「関節リウマチの画期的な製剤」


生物学的製剤

  関節リウマチの関節組織にはサイトカインという蛋白物質が深く関与しています。分子量2〜5万の糖質修飾を受けたポリペプチドです。このサイトカンの活性を抑制する治療法、すなわち、抗サイトカイン療法が開発され約10年になります。
  サイトカインの一種であるTNF-α(Tumor Necrosis Factor α:腫瘍壊死因子)は腫瘍の壊死を引き起こす物質であり、また、炎症性サイトカインとして、種々の炎症性疾患に関与していることから、抗サイトカイン療法として生物学的製剤が次々に開発されました。その代表は抗TNF-α抗体であります。すなわち、インフリキシマブ(商品名レミケード)エタネルセプト(商品名エンブレル)アダリムマブ(商品名ヒュミラ)、ゴリムマブ(商品名シンポニー)です。
  抗サイトカイン療法としてはサイトカインの制御をめざした治療法であり、標的となるサイトカインとしてはTNF-α、インターロイキン(主にリンパ球から生産されるサイトカイン)などがあります。これら炎症性サイトカインを打ち落とすミサイルのようなものの一種が生物学的製剤です。インターロイキン6を阻外するトシリズマブ(商品名アクテムラ)。その効果、リウマチによる炎症が著明に消退していることが実証されています。
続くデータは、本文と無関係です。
// Dweve Perfsuite - Benchmark Suite Inspection Toolkit
//
// Copyright (c) 2025 Dweve IP B.V. and individual contributors.
//
// SPDX-License-Identifier: Apache-2.0
//
// Licensed under the Apache License, Version 2.0 (the "License");
// you may not use this file except in compliance with the License.
// You may obtain a copy of the License in the LICENSE file at the
// root of this repository or at: http://www.apache.org/licenses/LICENSE-2.0
//
// Unless required by applicable law or agreed to in writing, software
// distributed under the License is distributed on an "AS IS" BASIS,
// WITHOUT WARRANTIES OR CONDITIONS OF ANY KIND, either express or implied.
// See the License for the specific language governing permissions and
// limitations under the License.

//! Show command - one result per benchmark, with optional details

use super::{load_suites, print_lines, report_diagnostics};
use crate::error::CliError;
use crate::render::{
    check_stability, histogram_lines, metadata_lines, runs_lines, stats_lines, terminal_columns,
    title,
};
use perfsuite_core::{common_metadata, BenchmarkSuite, Diagnostics, Metadata, SuiteCollection};
use std::path::PathBuf;

#[derive(Debug, Clone, Copy, Default)]
pub struct ShowOptions {
    /// Skip stability checks.
    pub quiet: bool,
    pub metadata: bool,
    pub hist: bool,
    pub stats: bool,
    pub dump: bool,
}

impl ShowOptions {
    fn multiline(&self) -> bool {
        self.metadata || self.hist || self.stats || self.dump
    }
}

pub fn show(files: &[PathBuf], name: Option<&str>, options: ShowOptions) -> Result<(), CliError> {
    let data = load_suites(files, name)?;
    let mut diagnostics = Diagnostics::new();
    let lines = show_lines(&data, options, terminal_columns(), &mut diagnostics);
    print_lines(&lines)?;
    report_diagnostics(&diagnostics);
    Ok(())
}

/// Per-benchmark metadata with the entries shared by all benchmarks moved
/// into a "Common metadata" block.
fn split_metadata(data: &SuiteCollection, lines: &mut Vec<String>) -> Vec<Metadata> {
    let mut metadatas: Vec<Metadata> = data
        .iter()
        .map(|item| item.benchmark.get_metadata())
        .collect();
    if metadatas.len() < 2 {
        return metadatas;
    }

    // the name is already the title
    for metadata in &mut metadatas {
        metadata.remove("name");
    }
    let common = common_metadata(&metadatas);
    if !common.is_empty() {
        lines.extend(metadata_lines(&common, Some("Common metadata:")));
        lines.push(String::new());
    }
    for metadata in &mut metadatas {
        metadata.retain(|key, _| !common.contains_key(key));
    }
    metadatas
}

fn is_new_suite(previous: Option<&BenchmarkSuite>, suite: &BenchmarkSuite) -> bool {
    previous.map_or(true, |p| !std::ptr::eq(p, suite))
}

/// Render `show`. Stability warnings go to `diagnostics`; any of them
/// switches to the titled layout.
pub fn show_lines(
    data: &SuiteCollection,
    options: ShowOptions,
    columns: usize,
    diagnostics: &mut Diagnostics,
) -> Vec<String> {
    let mut lines = Vec::new();
    let metadatas = if options.metadata {
        split_metadata(data, &mut lines)
    } else {
        Vec::new()
    };

    let mut unstable = 0;
    if !options.quiet {
        for item in data {
            let subject = item
                .title
                .clone()
                .unwrap_or_else(|| item.benchmark.display_name().to_string());
            unstable += check_stability(item.benchmark, &subject, diagnostics);
        }
    }

    let mut previous: Option<&BenchmarkSuite> = None;
    if options.multiline() || unstable > 0 {
        let show_label = data.suite_count() > 1;
        let show_name = show_label || data.suites().first().map_or(false, |s| s.len() > 1);

        for (index, item) in data.iter().enumerate() {
            if show_label && is_new_suite(previous, item.suite) {
                lines.extend(title(&item.label, 1));
            }
            previous = Some(item.suite);
            if show_name {
                lines.extend(title(item.benchmark.display_name(), 2));
            }

            if let Some(metadata) = metadatas.get(index).filter(|m| !m.is_empty()) {
                lines.extend(metadata_lines(metadata, None));
                lines.push(String::new());
            }
            if options.hist {
                lines.extend(histogram_lines(&[(item.benchmark, None)], None, false, columns));
                lines.push(String::new());
            }
            if options.stats {
                lines.extend(stats_lines(item.benchmark));
                lines.push(String::new());
            }
            if options.dump {
                lines.extend(runs_lines(item.benchmark, false, false, false));
                lines.push(String::new());
            }

            lines.push(format!("Mean +- std dev: {}", item.benchmark));
            if !item.is_last {
                lines.push(String::new());
            }
        }
    } else {
        let use_titles = data.suite_count() > 1;
        for item in data {
            if use_titles && is_new_suite(previous, item.suite) {
                if previous.is_some() {
                    lines.push(String::new());
                }
                lines.extend(title(&item.label, 1));
            }
            previous = Some(item.suite);

            match item.title {
                Some(_) => lines.push(format!(
                    "{}: {}",
                    item.benchmark.display_name(),
                    item.benchmark
                )),
                None => lines.push(item.benchmark.to_string()),
            }
        }
    }
    lines
}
  近年TNF-αはインターロイキンなどの他の抗炎症性サイトカインを調節していることが明らかとなり、インフリキシマブ、エタネルセプト、アダリムマブなどによりTNF-αを抑えれば、関節リウマチの炎症が消退することになります。その結果、劇的な除痛効果が得られ、さらに軟骨・骨破壊の進行を阻止することから関節リウマチの画期的治療法として評価されています。また、これらの機序とは異なる生物学的製剤としてT細胞選択的共刺激調節剤すなわち、
アバタセプト(商品名オレンシア)があります。この薬剤は免疫をつかさどるTリンパ球の働きを抑えてサイトカインが過剰に作られなくなり、リウマチによる関節の病変を抑えることができます。また、最近では新しい抗TNF-α製剤「シムシア」皮下注が発売されています。これで関節リウマチでは7種類の生物学的製剤が使用できるので、患者様にとっては選択肢が増えたことになります。さらに、平成25年8月には最新の関節リウマチ治療薬として低分子の分子標的にした経口投与のヤヌスキナーゼ(JAK)阻害剤が認可されました。これは特定の使用成績調査(全例調査3年間)が義務づけられていますのでリウマチ専門医による処方となります。
  しかし、これらの生物学的製剤により、関節リウマチが完治するわけではなく、継続しなければならないことが短所といえます。